In the era of big data, one piece of analysis that is frequently overlooked is the problem of finding patterns when there are actually no apparent patterns. In statistics this is referred to as Type I error. As scientists, we are always on the lookout for a new or interesting breakthrough that could explain a phenomenon. We hope to see a pattern in our data that explains something or that can give us an answer. The primary goal of hypothesis testing is to limit Type I error. This is accomplished by using small α values. For example, a α value of 0.05 states that there is a 1 in 20 chance that the test will show that there is something significant when in actuality there isn’t. This problem compounds when testing multiple hypotheses. When running multiple hypothesis tests, we are likely to encounter Type I error. As more data becomes available for analysis, Type I error needs to be controlled. One of my projects required testing the difference between the means of two microarray data samples. Microarray data contains thousands of measurements but is limited in the number of observations. A common analysis approach is to measure the same genes under different conditions. If there is a significant enough difference in the amount of gene expression between the two samples, we can say that the gene is correlated with a particular phenotype. One way to do this is to take the mean of each phenotype for a particular
gene and formulate a hypothesis to test whether there is a significant difference between the means. Given that we were running thousands of these tests at α = 0.05, we found several differences that were significant. The problem was that some of these could be caused by random chance.
Many corrections exist to control for false indications of significance. The Bonferroni correction is one of the most conservative. This calculation lowers the level below which you will reject the null hypothesis (your p value). The formula is
alpha/n, where n equals the
number of hypothesis tests that you are running. Thus, if you were to run 1,000 tests of significance at α = 0.05, your
p value should be less than
0.00005 (0.05/1,000) to reject the null hypothesis.
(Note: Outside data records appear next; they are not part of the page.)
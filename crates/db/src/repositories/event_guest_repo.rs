//! Repository for the `event_guests` table.

use sqlx::PgPool;
use tessera_core::types::DbId;

use crate::models::event_guest::{CreateEventGuest, EventGuest};

/// Column list for `event_guests` queries.
const COLUMNS: &str = "id, event_id, guest_name, invitation_code, created_at";

/// Provides read/write operations for event guests.
pub struct EventGuestRepo;

impl EventGuestRepo {
    /// Register a guest on an event.
    ///
    /// The invitation code is unique per event; a duplicate surfaces as a
    /// unique-violation database error.
    pub async fn create(
        pool: &PgPool,
        event_id: DbId,
        input: &CreateEventGuest,
    ) -> Result<EventGuest, sqlx::Error> {
        let query = format!(
            "INSERT INTO event_guests (event_id, guest_name, invitation_code) \
             VALUES ($1, $2, $3) \
             RETURNING {COLUMNS}"
        );
        sqlx::query_as::<_, EventGuest>(&query)
            .bind(event_id)
            .bind(&input.guest_name)
            .bind(&input.invitation_code)
            .fetch_one(pool)
            .await
    }

    /// Find a guest by its ID.
    pub async fn find_by_id(pool: &PgPool, id: DbId) -> Result<Option<EventGuest>, sqlx::Error> {
        let query = format!("SELECT {COLUMNS} FROM event_guests WHERE id = $1");
        sqlx::query_as::<_, EventGuest>(&query)
            .bind(id)
            .fetch_optional(pool)
            .await
    }
}
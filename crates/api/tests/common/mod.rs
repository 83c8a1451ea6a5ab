//! Shared fixtures for API integration tests.
//!
//! Mirrors the router construction in `main.rs` so tests exercise the same
//! middleware stack (CORS, request ID, deadline, tracing, panic recovery)
//! that production uses.

use axum::body::Body;
use axum::http::{header, Method, Request, StatusCode};
use axum::response::Response;
use axum::Router;
use http_body_util::BodyExt;
use sqlx::PgPool;
use tower::ServiceExt;

use chrono::{Duration, Utc};
use tessera_api::config::ServerConfig;
use tessera_api::router::build_app_router;
use tessera_api::state::AppState;
use tessera_db::models::event::CreateEvent;
use tessera_db::models::event_guest::CreateEventGuest;
use tessera_db::repositories::{EventGuestRepo, EventRepo, TicketRepo};

/// Build a test `ServerConfig` with safe defaults.
pub fn test_config() -> ServerConfig {
    ServerConfig {
        host: "127.0.0.1".to_string(),
        port: 0,
        cors_origins: vec!["http://localhost:5173".to_string()],
        request_deadline_ms: 2_000,
        db_statement_timeout_ms: 500,
        rate_limit_capacity: 5,
        rate_limit_refill_per_sec: 1.0,
        min_scan_interval_ms: 30_000,
        batch_max_items: 50,
        qr_supported_versions: vec!["v1".to_string()],
    }
}

/// Build the full application router with the default test configuration.
pub fn build_test_app(pool: PgPool) -> Router {
    build_test_app_with(pool, test_config())
}

/// Build the full application router with a custom configuration.
pub fn build_test_app_with(pool: PgPool, config: ServerConfig) -> Router {
    let state = AppState::new(pool, config.clone());
    build_app_router(state, &config)
}

// ---------------------------------------------------------------------------
// Request helpers
// ---------------------------------------------------------------------------

async fn send(
    app: &Router,
    method: Method,
    uri: &str,
    body: Option<serde_json::Value>,
) -> (StatusCode, serde_json::Value) {
    let mut builder = Request::builder().method(method).uri(uri);
    let request = match body {
        Some(json) => {
            builder = builder.header(header::CONTENT_TYPE, "application/json");
            builder.body(Body::from(json.to_string())).unwrap()
        }
        None => builder.body(Body::empty()).unwrap(),
    };

    let response = app.clone().oneshot(request).await.unwrap();
    read_json(response).await
}

async fn read_json(response: Response) -> (StatusCode, serde_json::Value) {
    let status = response.status();
    let bytes = response.into_body().collect().await.unwrap().to_bytes();
    let json = if bytes.is_empty() {
        serde_json::Value::Null
    } else {
        serde_json::from_slice(&bytes).unwrap()
    };
    (status, json)
}

pub async fn post_json(
    app: &Router,
    uri: &str,
    body: serde_json::Value,
) -> (StatusCode, serde_json::Value) {
    send(app, Method::POST, uri, Some(body)).await
}

pub async fn patch_json(
    app: &Router,
    uri: &str,
    body: serde_json::Value,
) -> (StatusCode, serde_json::Value) {
    send(app, Method::PATCH, uri, Some(body)).await
}

pub async fn get_json(app: &Router, uri: &str) -> (StatusCode, serde_json::Value) {
    send(app, Method::GET, uri, None).await
}

// ---------------------------------------------------------------------------
// Seed data
// ---------------------------------------------------------------------------

/// Options for seeding an event. `Default` gives an active event running
/// from one hour ago to one hour from now with plenty of capacity.
pub struct EventSeed {
    pub publish: bool,
    pub starts_at: chrono::DateTime<Utc>,
    pub ends_at: chrono::DateTime<Utc>,
    pub max_attendees: Option<i32>,
    pub allowed_scan_zones: Option<Vec<String>>,
}

impl Default for EventSeed {
    fn default() -> Self {
        Self {
            publish: true,
            starts_at: Utc::now() - Duration::hours(1),
            ends_at: Utc::now() + Duration::hours(1),
            max_attendees: Some(100),
            allowed_scan_zones: None,
        }
    }
}

/// Create an event per the seed options, returning its ID.
pub async fn seed_event(pool: &PgPool, seed: EventSeed) -> i64 {
    let event = EventRepo::create(
        pool,
        &CreateEvent {
            title: "Test Event".to_string(),
            starts_at: seed.starts_at,
            ends_at: seed.ends_at,
            max_attendees: seed.max_attendees,
            allowed_scan_zones: seed.allowed_scan_zones,
            window_start_minute: None,
            window_end_minute: None,
        },
    )
    .await
    .unwrap();
    if seed.publish {
        EventRepo::publish(pool, event.id).await.unwrap();
    }
    event.id
}

/// Create a guest plus an active ticket on the event. Returns
/// `(guest_id, ticket_id)`.
pub async fn seed_ticket(pool: &PgPool, event_id: i64, code: &str, max_scans: i32) -> (i64, i64) {
    let guest = EventGuestRepo::create(
        pool,
        event_id,
        &CreateEventGuest {
            guest_name: format!("Guest {code}"),
            invitation_code: format!("inv-{code}"),
        },
    )
    .await
    .unwrap();
    let ticket = TicketRepo::issue(pool, guest.id, code, None, max_scans)
        .await
        .unwrap();
    (guest.id, ticket.id)
}

/// Standard validate-ticket request body.
pub fn validate_body(ticket_id: i64, event_id: i64, device: &str, location: &str) -> serde_json::Value {
    serde_json::json!({
        "ticket_id": ticket_id,
        "event_id": event_id,
        "scan_context": {
            "location": location,
            "device_id": device,
            "timestamp": Utc::now().to_rfc3339(),
        }
    })
}
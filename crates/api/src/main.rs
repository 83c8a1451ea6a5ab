use std::net::SocketAddr;

use tracing_subscriber::{layer::SubscriberExt, util::SubscriberInitExt};

use tessera_api::config::ServerConfig;
use tessera_api::router::build_app_router;
use tessera_api::state::AppState;

#[tokio::main]
async fn main() {
    dotenvy::dotenv().ok();

    // --- Tracing ---
    tracing_subscriber::registry()
        .with(
            tracing_subscriber::EnvFilter::try_from_default_env()
                .unwrap_or_else(|_| "tessera_api=debug,tower_http=debug".into()),
        )
        .with(tracing_subscriber::fmt::layer())
        .init();

    // --- Configuration ---
    let config = ServerConfig::from_env();
    tracing::info!(host = %config.host, port = %config.port, "Loaded server configuration");

    // --- Database ---
    let database_url = std::env::var("DATABASE_URL").expect("DATABASE_URL must be set");

    let pool = tessera_db::create_pool(&database_url, config.db_statement_timeout_ms)
        .await
        .expect("Failed to connect to database");
    tracing::info!("Database connection pool created");

    tessera_db::health_check(&pool)
        .await
        .expect("Database health check failed");
    tracing::info!("Database health check passed");

    tessera_db::run_migrations(&pool)
        .await
        .expect("Failed to run database migrations");
    tracing::info!("Database migrations applied");

    // --- App state & router ---
    let state = AppState::new(pool, config.clone());
    let app = build_app_router(state, &config);

    // --- Start server ---
    let addr = SocketAddr::new(
        config.host.parse().expect("Invalid HOST address"),
        config.port,
    );
    tracing::info!(%addr, "Starting server");

    let listener = tokio::net::TcpListener::bind(addr)
        .await
        .expect("Failed to bind to address");

    axum::serve(listener, app)
        .with_graceful_shutdown(shutdown_signal())
        .await
        .expect("Server error");

    tracing::info!("Graceful shutdown complete");
}

/// Wait for a termination signal to initiate graceful shutdown.
///
/// Handles both SIGINT (Ctrl-C) and SIGTERM (on Unix) so the server
/// shuts down cleanly whether stopped interactively or by a process
/// manager (e.g. systemd, Docker, Kubernetes).
async fn shutdown_signal() {
    let ctrl_c = async {
        tokio::signal::ctrl_c()
            .await
            .expect("Failed to install Ctrl-C handler");
    };

    #[cfg(unix)]
    let terminate = async {
        tokio::signal::unix::signal(tokio::signal::unix::SignalKind::terminate())
            .expect("Failed to install SIGTERM handler")
            .recv()
            .await;
    };

    #[cfg(not(unix))]
    let terminate = std::future::pending::<()>();

    tokio::select! {
        () = ctrl_c => {
            tracing::info!("Received SIGINT (Ctrl-C), starting graceful shutdown");
        }
        () = terminate => {
            tracing::info!("Received SIGTERM, starting graceful shutdown");
        }
    }
}
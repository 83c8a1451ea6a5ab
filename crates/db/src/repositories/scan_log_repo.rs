//! Repository for the append-only `scan_logs` table.

use sqlx::{PgExecutor, PgPool};
use tessera_core::types::{DbId, Timestamp};

use crate::models::scan_log::{HistoryQuery, NewScanLog, ScanLog, DECISION_ADMITTED};

/// Column list for `scan_logs` queries.
const COLUMNS: &str = "\
    id, ticket_id, event_id, operator_id, device_id, location, \
    scanned_at, decision, rejection_code, request_fingerprint";

/// Maximum page size for history listing.
const MAX_LIMIT: i64 = 200;

/// Default page size for history listing.
const DEFAULT_LIMIT: i64 = 50;

/// Provides append and read operations for scan logs.
pub struct ScanLogRepo;

impl ScanLogRepo {
    /// Append one scan log entry, returning the generated ID.
    ///
    /// Takes an executor: the engine appends within the validation
    /// transaction, while reject audits after a rolled-back attempt go
    /// straight through the pool.
    pub async fn append<'e>(
        executor: impl PgExecutor<'e>,
        entry: &NewScanLog,
    ) -> Result<DbId, sqlx::Error> {
        sqlx::query_scalar(
            "INSERT INTO scan_logs \
                (ticket_id, event_id, operator_id, device_id, location, \
                 scanned_at, decision, rejection_code, request_fingerprint) \
             VALUES ($1, $2, $3, $4, $5, $6, $7, $8, $9) \
             RETURNING id",
        )
        .bind(entry.ticket_id)
        .bind(entry.event_id)
        .bind(entry.operator_id)
        .bind(&entry.device_id)
        .bind(&entry.location)
        .bind(entry.scanned_at)
        .bind(entry.decision())
        .bind(&entry.rejection_code)
        .bind(&entry.request_fingerprint)
        .fetch_one(executor)
        .await
    }

    /// Count admitted scans for one ticket.
    pub async fn admitted_count_for_ticket<'e>(
        executor: impl PgExecutor<'e>,
        ticket_id: DbId,
    ) -> Result<i64, sqlx::Error> {
        sqlx::query_scalar(
            "SELECT COUNT(*) FROM scan_logs WHERE ticket_id = $1 AND decision = $2",
        )
        .bind(ticket_id)
        .bind(DECISION_ADMITTED)
        .fetch_one(executor)
        .await
    }

    /// The most recent admission instant for one ticket, if any.
    pub async fn last_admitted_at<'e>(
        executor: impl PgExecutor<'e>,
        ticket_id: DbId,
    ) -> Result<Option<Timestamp>, sqlx::Error> {
        sqlx::query_scalar(
            "SELECT MAX(scanned_at) FROM scan_logs WHERE ticket_id = $1 AND decision = $2",
        )
        .bind(ticket_id)
        .bind(DECISION_ADMITTED)
        .fetch_one(executor)
        .await
    }

    /// Count admitted scans across the whole event.
    ///
    /// Must be read within the same transaction as the consume so the
    /// capacity rule observes a consistent count.
    pub async fn admitted_count_for_event<'e>(
        executor: impl PgExecutor<'e>,
        event_id: DbId,
    ) -> Result<i64, sqlx::Error> {
        sqlx::query_scalar(
            "SELECT COUNT(*) FROM scan_logs WHERE event_id = $1 AND decision = $2",
        )
        .bind(event_id)
        .bind(DECISION_ADMITTED)
        .fetch_one(executor)
        .await
    }

    /// List scan history for a ticket, newest first, with optional
    /// date-range and location filters.
    pub async fn history(
        pool: &PgPool,
        ticket_id: DbId,
        params: &HistoryQuery,
    ) -> Result<Vec<ScanLog>, sqlx::Error> {
        let limit = params.limit.unwrap_or(DEFAULT_LIMIT).clamp(1, MAX_LIMIT);
        let offset = params.offset.unwrap_or(0).max(0);

        let (where_clause, bind_idx) = Self::history_filter(params);
        let query = format!(
            "SELECT {COLUMNS} FROM scan_logs \
             WHERE ticket_id = $1{where_clause} \
             ORDER BY scanned_at DESC \
             LIMIT ${bind_idx} OFFSET ${}",
            bind_idx + 1,
        );

        let mut q = sqlx::query_as::<_, ScanLog>(&query).bind(ticket_id);
        if let Some(start) = params.start_date {
            q = q.bind(start);
        }
        if let Some(end) = params.end_date {
            q = q.bind(end);
        }
        if let Some(location) = &params.location {
            q = q.bind(location);
        }
        q = q.bind(limit).bind(offset);

        q.fetch_all(pool).await
    }

    /// Unpaginated total for the same filters as [`ScanLogRepo::history`].
    pub async fn count_history(
        pool: &PgPool,
        ticket_id: DbId,
        params: &HistoryQuery,
    ) -> Result<i64, sqlx::Error> {
        let (where_clause, _) = Self::history_filter(params);
        let query = format!("SELECT COUNT(*) FROM scan_logs WHERE ticket_id = $1{where_clause}");

        let mut q = sqlx::query_scalar::<_, i64>(&query).bind(ticket_id);
        if let Some(start) = params.start_date {
            q = q.bind(start);
        }
        if let Some(end) = params.end_date {
            q = q.bind(end);
        }
        if let Some(location) = &params.location {
            q = q.bind(location);
        }

        q.fetch_one(pool).await
    }

    /// Build the optional-filter WHERE fragment and return it with the next
    /// free bind index. `$1` is always the ticket ID.
    fn history_filter(params: &HistoryQuery) -> (String, u32) {
        let mut clause = String::new();
        let mut bind_idx: u32 = 2;

        if params.start_date.is_some() {
            clause.push_str(&format!(" AND scanned_at >= ${bind_idx}"));
            bind_idx += 1;
        }
        if params.end_date.is_some() {
            clause.push_str(&format!(" AND scanned_at <= ${bind_idx}"));
            bind_idx += 1;
        }
        if params.location.is_some() {
            clause.push_str(&format!(" AND location = ${bind_idx}"));
            bind_idx += 1;
        }

        (clause, bind_idx)
    }
}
This is obviously a much more stringent value. A large number of the previously significant values were no longer significant, revealing the true relationships within the data. The corrected significance gave us confidence that the observed expression levels were due to differences in the cellular gene expression rather than noise. We were able to use this information to begin investigating what proteins and pathways were active in the genes expressing the phenotype of interest. By solidifying our understanding of the causal relationships, we focused our research on the areas that could lead to new discoveries about gene function and, ultimately to improved medical treatments.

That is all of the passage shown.